Can someone explain to me, why when we see ship or buildings from long distance they are as taken from animation ?,
I know it is because of the air, it is not crystal clear and showing things according to the forces working on it ? but what yours excuse ?

Can you explain what you mean by a "they are as taken from animation" ?
The Horizon looks like clumsy painting.

geckothegeek

Re: The Flat Earth Explanation Of The Horizon Is Impossible
« Reply #26 on: November 18, 2016, 05:04:40 PM »
To "truth"-

I can see, as is the usual case, it is impossible to carry on an intelligent discussion with a so-called "flat earth believer" so it's time to vacate  the premises.
But I do know the earth is a globe.
I do know the earth is not a flat disc.
I do know the horizon is a distinct line where the sea and sky meet.
I do know how to estimate the distance to the horizon.
And I do know it's not just a blur.
And I am no genius like skeptimatic or truth,  but I do know a few other things that the so-called "flat earth believers" seem to pretend to not know.

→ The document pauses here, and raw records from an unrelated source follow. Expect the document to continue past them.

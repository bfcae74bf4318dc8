use std::path::PathBuf;

use stationxml_nrl::binding::{BoundObject, Dialect, ValidationMode, parse_document};
use stationxml_nrl::diagnostics::RecordingDiagnostics;
use stationxml_nrl::error::LibraryError;
use stationxml_nrl::file_discovery::FileDiscovery;
use stationxml_nrl::library::{
    CancellationFlag, LibraryScanner, MatchKind, SampleRateIndex, ScanOptions,
    build_library_index,
};

use crate::common::*;

fn inventory() -> BoundObject {
    let diag = RecordingDiagnostics::new();
    parse_document(&ext_document(), Dialect::Ext, ValidationMode::Strict, &diag).unwrap()
}

fn options(kind: MatchKind) -> ScanOptions {
    ScanOptions {
        kind,
        max_concurrent: 2,
        multiple_match_warning: true,
    }
}

#[tokio::test]
async fn test_build_and_reload_index() {
    let library = TestLibrary::new();
    let index = build_library_index(&library.layout, &FileDiscovery::new()).await.unwrap();

    assert_eq!(index.len(), 2);
    assert_eq!(index.rate_for(&library.path(LOGGER_FILE)), Some(40.0));
    assert_eq!(index.rate_for(&library.path(FAST_LOGGER_FILE)), Some(100.0));

    index.write(&library.layout.index_file).unwrap();
    let reloaded = SampleRateIndex::load(&library.layout.index_file).unwrap();
    assert_eq!(reloaded, index);
}

#[tokio::test]
async fn test_index_skips_unreadable_files() {
    let library = TestLibrary::new();
    library.write("dataloggers/broken/RESP.XX.NR099..HHZ.BROKEN", BROKEN_RESP);
    let index = build_library_index(&library.layout, &FileDiscovery::new()).await.unwrap();
    assert_eq!(index.len(), 2);
}

#[test]
fn test_missing_index_is_reported_as_not_found() {
    let library = TestLibrary::new();
    match SampleRateIndex::load(&library.layout.index_file) {
        Err(LibraryError::NotFound { path }) => assert_eq!(path, library.layout.index_file),
        other => panic!("unexpected result {:?}", other),
    }
}

#[tokio::test]
async fn test_scan_matches_sensor_and_logger() {
    let library = TestLibrary::new();
    let root = inventory();
    let diag = RecordingDiagnostics::new();

    let report = LibraryScanner::new(library.layout.clone(), options(MatchKind::Both))
        .scan(&root, &diag)
        .await
        .unwrap();

    for key in [BHZ, BHN] {
        let sensor = report.first_sensor(key).expect("sensor match");
        assert_eq!(sensor.path, library.path(SENSOR_FILE));
        assert_eq!(sensor.alignment.library_stage, 1);

        let logger = report.first_logger(key).expect("logger match");
        assert_eq!(logger.path, library.path(LOGGER_FILE));
        assert_eq!(logger.alignment.document_stage, 2);
        assert_eq!(logger.alignment.library_stage, 2);
        assert_eq!(logger.alignment.library_last_stage, Some(4));
    }
    assert!(report.first_sensor(LHZ).is_none());
    assert!(report.first_logger(LHZ).is_none());
    // no response, so never a target
    assert!(!report.sensor.contains_key(VM1));

    assert_eq!(report.files_scanned, 4);
    assert_eq!(report.files_pruned, 0);
    assert_eq!(report.parse_errors, 0);
    assert!(!report.cancelled);
    assert!(report.multiple_matches().is_empty());
}

#[tokio::test]
async fn test_scan_prunes_with_index() {
    let library = TestLibrary::new();
    let index = build_library_index(&library.layout, &FileDiscovery::new()).await.unwrap();
    let root = inventory();
    let diag = RecordingDiagnostics::new();

    let report = LibraryScanner::new(library.layout.clone(), options(MatchKind::Logger))
        .with_index(index)
        .scan(&root, &diag)
        .await
        .unwrap();

    // the 100 sps file matches no channel rate
    assert_eq!(report.files_pruned, 1);
    assert_eq!(report.files_scanned, 1);
    assert!(report.sensor.is_empty());
    assert_eq!(
        report.first_logger(BHZ).map(|m| m.path.clone()),
        Some(library.path(LOGGER_FILE))
    );
}

#[tokio::test]
async fn test_scan_counts_unreadable_files() {
    let library = TestLibrary::new().with_broken_file();
    let root = inventory();
    let diag = RecordingDiagnostics::new();

    let report = LibraryScanner::new(library.layout.clone(), options(MatchKind::Sensor))
        .scan(&root, &diag)
        .await
        .unwrap();

    assert_eq!(report.files_scanned, 3);
    assert_eq!(report.parse_errors, 1);
    assert!(report.logger.is_empty());
    assert_eq!(report.sensor.len(), 2);
}

#[tokio::test]
async fn test_duplicate_library_files_warn_multiple_match() {
    let library = TestLibrary::new();
    let copy: PathBuf = library.write("sensors/guralp/RESP.XX.NS002..BHZ.CMG3T.COPY", SENSOR_RESP);
    let root = inventory();
    let diag = RecordingDiagnostics::new();

    let report = LibraryScanner::new(library.layout.clone(), options(MatchKind::Sensor))
        .scan(&root, &diag)
        .await
        .unwrap();

    let matches = &report.sensor[BHZ];
    assert_eq!(matches.len(), 2);
    // sorted by path
    assert!(matches[0].path < matches[1].path);
    assert!(matches.iter().any(|m| m.path == copy));
    assert_eq!(report.multiple_matches(), vec![BHN, BHZ]);
    assert!(diag.has_warning_containing(&format!("MultipleMatch {}", BHZ)));
}

#[tokio::test]
async fn test_excluded_library_files_are_not_compared() {
    let library = TestLibrary::new();
    let root = inventory();
    let diag = RecordingDiagnostics::new();
    let discovery = FileDiscovery::new()
        .with_exclude_patterns(vec!["**/guralp/**".to_string()])
        .unwrap();

    let report = LibraryScanner::new(library.layout.clone(), options(MatchKind::Sensor))
        .with_discovery(discovery)
        .scan(&root, &diag)
        .await
        .unwrap();

    assert_eq!(report.files_scanned, 1);
    assert!(report.first_sensor(BHZ).is_none());
    assert!(report.sensor.is_empty());
}

#[tokio::test]
async fn test_cancelled_scan_is_partial() {
    let library = TestLibrary::new();
    let root = inventory();
    let diag = RecordingDiagnostics::new();
    let cancel = CancellationFlag::new();
    cancel.cancel();

    let report = LibraryScanner::new(library.layout.clone(), options(MatchKind::Both))
        .with_cancellation(cancel)
        .scan(&root, &diag)
        .await
        .unwrap();

    assert!(report.cancelled);
    assert_eq!(report.files_scanned, 0);
    assert!(report.sensor.is_empty() && report.logger.is_empty());
    assert!(diag.has_warning_containing("results are partial"));
}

So if you don't want to learn anything and stay in your ignorance, so be it.
Just don't talk to anyone in the  Navy  or anyone who has ever been in the Navy about your idea of a so-called "flat earth" if you  want to stay out of trouble.

With best regards, best wishes, and hope for your future intelligence, Adios Amigos......LOL
« Last Edit: November 18, 2016, 05:12:05 PM by geckothegeek »

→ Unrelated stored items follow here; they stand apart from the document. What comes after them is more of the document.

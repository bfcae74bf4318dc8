use std::path::PathBuf;

use thiserror::Error;

use crate::config::ConfigError;

/// Top-level error type covering every engine of the crate
#[derive(Error, Debug)]
pub enum NrlError {
    #[error("IO error: {0}")]
    Io(#[from] std::io::Error),

    #[error("Binding error: {0}")]
    Binding(#[from] BindingError),

    #[error("RESP error: {0}")]
    Resp(#[from] RespError),

    #[error("Library error: {0}")]
    Library(#[from] LibraryError),

    #[error("Configuration error: {0}")]
    Config(String),

    #[error("Schema validator error: {0}")]
    Oracle(#[from] OracleError),

    #[error("Schema validation failed for {file}: {diagnostics}")]
    SchemaGate { file: PathBuf, diagnostics: String },

    #[error("Channel not found: {key}")]
    ChannelNotFound { key: String },
}

/// XML binding failures (build, validate, export)
#[derive(Error, Debug)]
pub enum BindingError {
    #[error("XML parse error: {0}")]
    Xml(#[from] roxmltree::Error),

    #[error("Unknown element {field} under {path}")]
    UnknownField { field: String, path: String },

    #[error("Expected datatype {kind}. Received invalid value '{value}' in {path}")]
    InvalidFormat {
        kind: &'static str,
        value: String,
        path: String,
    },

    #[error("Missing required element or attribute or value: \"{type_name}{field}\"")]
    MissingRequiredField { type_name: String, field: String },

    #[error("{type_name}: {message}")]
    DomainRule { type_name: String, message: String },

    #[error("Unexpected root element {found}, expected FDSNStationXML")]
    UnexpectedRoot { found: String },

    #[error("Field {field} of {type_name} cannot hold {found}")]
    TypeMismatch {
        type_name: String,
        field: String,
        found: String,
    },

    #[error("Unexpected attribute {name}={value} in {path}")]
    UnexpectedAttribute {
        name: String,
        value: String,
        path: String,
    },

    #[error("Operation requires an ExtStationXML document, found {found}")]
    DialectMismatch { found: String },

    #[error("Write error: {0}")]
    Write(String),
}

/// RESP text format failures
#[derive(Error, Debug)]
pub enum RespError {
    #[error("IO error reading {file}: {source}")]
    Io {
        file: PathBuf,
        #[source]
        source: std::io::Error,
    },

    #[error("no pattern match at {file}:{line_number}: {line}")]
    MalformedLine {
        file: PathBuf,
        line_number: usize,
        line: String,
    },

    #[error("unknown blockette type: {code}")]
    UnknownBlocketteType { code: String },

    #[error("invalid value '{value}' for B{blockette}F{field} in {file}")]
    InvalidField {
        file: PathBuf,
        blockette: String,
        field: String,
        value: String,
    },

    #[error("can only append rows to list fields: B{blockette}F{field} in {file}")]
    ConflictingField {
        file: PathBuf,
        blockette: String,
        field: String,
    },
}

/// Reference library failures
#[derive(Error, Debug)]
pub enum LibraryError {
    #[error("IO error: {0}")]
    Io(#[from] std::io::Error),

    #[error("Library path not found: {path}")]
    NotFound { path: PathBuf },

    #[error("Malformed index line {line_number} in {file}: {line}")]
    MalformedIndexLine {
        file: PathBuf,
        line_number: usize,
        line: String,
    },

    #[error("Concurrent scan error: {details}")]
    Concurrency { details: String },

    #[error("Invalid pattern: {details}")]
    Pattern { details: String },
}

/// External validator process failures
#[derive(Error, Debug)]
pub enum OracleError {
    #[error("error calling validator {program}: {source}")]
    Launch {
        program: String,
        #[source]
        source: std::io::Error,
    },

    #[error("validator command is empty")]
    EmptyCommand,
}

impl From<ConfigError> for NrlError {
    fn from(err: ConfigError) -> Self {
        NrlError::Config(err.to_string())
    }
}

/// Result type alias for convenience
pub type Result<T> = std::result::Result<T, NrlError>;

/// Binding result type alias
pub type BindingResult<T> = std::result::Result<T, BindingError>;

/// RESP result type alias
pub type RespResult<T> = std::result::Result<T, RespError>;

/// Library result type alias
pub type LibraryResult<T> = std::result::Result<T, LibraryError>;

Re: The Flat Earth Explanation Of The Horizon Is Impossible
« Reply #27 on: November 18, 2016, 06:37:46 PM »
To "truth"-

I can see, as is the usual case, it is impossible to carry on an intelligent discussion with a so-called "flat earth believer" so it's time to vacate  the premises.
But I do know the earth is a globe.
I do know the earth is not a flat disc.
I do know the horizon is a distinct line where the sea and sky meet.
I do know how to estimate the distance to the horizon.
And I do know it's not just a blur.
And I am no genius like skeptimatic or truth,  but I do know a few other things that the so-called "flat earth believers" seem to pretend to not know.

So if you don't want to learn anything and stay in your ignorance, so be it.
Just don't talk to anyone in the  Navy  or anyone who has ever been in the Navy about your idea of a so-called "flat earth" if you  want to stay out of trouble.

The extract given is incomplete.